И вот теперь, в небольшом кабинете Петр Львович вместе с супругой вел консультации и лечил. Точнее спасал, ставил людей на ноги, вытаскивал с того света — тут мнения расходились в зависимости от количества купленных услуг. Прием стоил дорого, пожалуй, ни один врач в небольшом российском городе не брал столько за разовую консультацию.
Я постучалась в кабинет. Дверь открыл немолодой щуплый мужчина с зорким и цепким взглядом. Он уже знал из телефонного разговора, какой серьезный диагноз мне ставят, и согласился на быструю встречу. Заполнив анкету, собрав первоначальные данные, он приступил к главному — выяснять, каким образом мое биополе дало брешь.
Я села на простой стул перед стареньким компьютером, к которому присоединялась камера, похожая на обычную веб-камеру. Петр Львович, заметив мой недоверчивый взгляд, гордо сообщил, что его оборудование стоит не один миллион долларов. Вскоре я поняла, что быстро мы не закончим: современное дорогостоящее оборудование работало очень медленно. Стеклянный глаз камеры словно пытался заглянуть мне прямо в душу (путь туда, как известно, неблизкий) и вытащить на поверхность все сокровенные тайны. Даже не мои, а моего биополя.

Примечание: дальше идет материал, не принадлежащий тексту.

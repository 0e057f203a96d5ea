use thiserror::Error;

/// Geometry problems that make a captured plane unusable.
#[derive(Debug, Clone, Copy, PartialEq, Eq, Error)]
pub enum FrameDefect {
    #[error("width must be positive")]
    ZeroWidth,
    #[error("height must be positive")]
    ZeroHeight,
    #[error("row stride {stride} is smaller than width {width}")]
    StrideTooSmall { stride: u32, width: u32 },
    #[error("buffer holds {len} bytes, need at least {required}")]
    BufferTooShort { len: usize, required: usize },
}

#[derive(Debug, Clone, PartialEq, Eq, Error)]
pub enum QualityError {
    /// The frame is discarded; the previous snapshot stays current.
    #[error("Invalid frame: {0}")]
    InvalidFrame(#[from] FrameDefect),
    #[error("Configuration error: {0}")]
    Config(String),
    #[error("Engine lock poisoned by previous panic")]
    PoisonedLock,
}

impl QualityError {
    pub fn config(message: impl Into<String>) -> Self {
        QualityError::Config(message.into())
    }

    /// Whether the error concerns a single frame only.
    pub fn is_frame_local(&self) -> bool {
        matches!(self, QualityError::InvalidFrame(_))
    }
}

Происходил «анализ биополя» примерно так: на экране появлялась картинка, похожая на детскую игру, состоящая из белых точек. Далее по этим бесконечным рядам точек ездил указатель и окрашивал их в разные цвета: зеленый — признак здоровья и целостности клеток, черный — плохо дело, дыры в карме, но Петр Львович, конечно, придет на помощь и все залатает.

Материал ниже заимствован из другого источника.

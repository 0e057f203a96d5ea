//! Snapshot publication.
//!
//! The engine is the only writer. Each publish swaps the whole [`Metrics`]
//! value inside a `tokio::sync::watch` channel, so readers on any thread see
//! either the previous snapshot or the new one, never a mix.

use crate::types::Metrics;
use tokio::sync::watch;

#[derive(Debug)]
pub struct MetricsPublisher {
    tx: watch::Sender<Metrics>,
}

impl MetricsPublisher {
    pub fn new(initial: Metrics) -> Self {
        let (tx, _rx) = watch::channel(initial);
        Self { tx }
    }

    /// Replace the current snapshot. Succeeds with or without readers.
    pub fn publish(&self, metrics: Metrics) {
        self.tx.send_replace(metrics);
    }

    pub fn current(&self) -> Metrics {
        *self.tx.borrow()
    }

    pub fn subscribe(&self) -> MetricsReader {
        MetricsReader {
            rx: self.tx.subscribe(),
        }
    }
}

/// Read side handed to the display layer.
#[derive(Debug, Clone)]
pub struct MetricsReader {
    rx: watch::Receiver<Metrics>,
}

impl MetricsReader {
    /// Copy of the latest snapshot.
    pub fn current(&self) -> Metrics {
        *self.rx.borrow()
    }

    /// True if a snapshot was published since this reader last looked.
    pub fn has_changed(&self) -> bool {
        self.rx.has_changed().unwrap_or(false)
    }

    /// Latest snapshot, marking it as seen.
    pub fn latest(&mut self) -> Metrics {
        *self.rx.borrow_and_update()
    }

    /// Wait for the next published snapshot.
    ///
    /// Returns `None` once the engine has been dropped.
    pub async fn changed(&mut self) -> Option<Metrics> {
        self.rx.changed().await.ok()?;
        Some(*self.rx.borrow_and_update())
    }
}
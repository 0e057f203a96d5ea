//! Per-frame measurements over a luma plane.
//!
//! Each stage works on a [`DenseLuma`](crate::types::DenseLuma) produced by
//! [`luma::extract`]:
//! 1. Mean and standard deviation of intensities
//! 2. Sobel gradients and the orientation proxies derived from them
//! 3. Subsampled difference against the previous frame
pub mod gradient;
pub mod luma;
pub mod motion;
pub mod orientation;
pub mod statistics;

pub use gradient::GradientField;
pub use luma::extract;
pub use motion::frame_difference;
pub use orientation::{frontal_score, Orientation};
pub use statistics::{FrameStatistics, StatsAccelerator, StridedAccelerator};

/// Stride used by the subsampled scans (orientation, motion).
pub const SAMPLE_STRIDE: usize = 4;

Сканирование клеток продолжалось несколько часов. Петр Львович ориентировал меня на четыре-пять, но уже на втором часу я тихонько завыла и попросила не сканировать хотя бы ноги. Стеклянный глаз сверлил меня строгим взором и упорно красил клеточки только зеленым. Он окрасил зеленым всю голову, плечи и руки, живот, все внутренние органы. Но что самое интересное — и мою грудь. Тут Петр Львович не выдержал, прервал сеанс и попросил меня раздеться, чтобы своими собственными глазами увидеть, есть ли проблемы или я сама себе их придумала.
Я разделась. Вид моей покрасневшей, отекшей груди говорил сам за себя. Петр Львович сконфуженно хмыкнул и усадил исследовать грудь по второму кругу. Долго зеленые точки одна за другой поглощали экран. Я даже попыталась шутить, что, мол, с таким зеленым биополем возьмут в любую армию мира, но Петру Львовичу было не до смеха. Он не понимал, почему аппарат не видит очевидного. Что-то нажимал, настраивал, подкручивал, но зеленое поле только мелькало бликами на стареньком экране компьютера.
И вдруг одна точка не закрасилась. Еле заметным черным пятнышком она мигала посреди этого зеленого раздолья, как будто говоря: «вот она я, искали?». Петр Львович аж подпрыгнул на стуле от радости, и все приговаривал:
— Говорю же, видит он все, видит! — ткнул в черную точку мышкой, компьютер стал обрабатывать ее и наконец выдал диагноз: «Т-клеточная лимфома кожи».
И у меня, и у Петра Львовича был такой растерянный вид! Если бы компьютеры умели краснеть, то старенький монитор с системным блоком точно бы сгорели со стыда. Однако Петр Львович быстро взял себя в руки и авторитетно заявил, что диагноз «рак груди» мне, конечно, шьют ошибочно. По-хорошему, нужно проверить лимфоузлы, сдать кровь и сходить к дерматологу. Я, уставшая и перепуганная, ответила, что поеду в Петербург и проконсультируюсь там.
Вреда от Петра Львовича было не больше, чем пользы: разубеждать не стал, свое мнение сильно не навязывал и даже денег не взял. В виде исключения. Ведь он же понимал: Т-клеточная лимфома кожи — штука сложная, денег понадобится на лечение немало. На том и расстались. Уже на следующий день я отправилась в Санкт-Петербургский НИИ онкологии.
ГЛАВА ДЕСЯТАЯ, в которой я встречаюсь с королем и его свитой
Заведующий Вадим Сергеевич был чрезвычайно хорош собой. Особенно с его точки зрения. Самолюбование, самообожание читалось во всём. В идеально подстриженных волосах и чуть тронутых сединой усах. В хорошо обставленном просторном кабинете. В начищенных до блеска дорогих ботинках. И даже в деле, которому он решил посвятить свою жизнь — хирургии и онкологии. Прибыльные и перспективные области в медицине! Это вам не детей принимать в районной поликлинике.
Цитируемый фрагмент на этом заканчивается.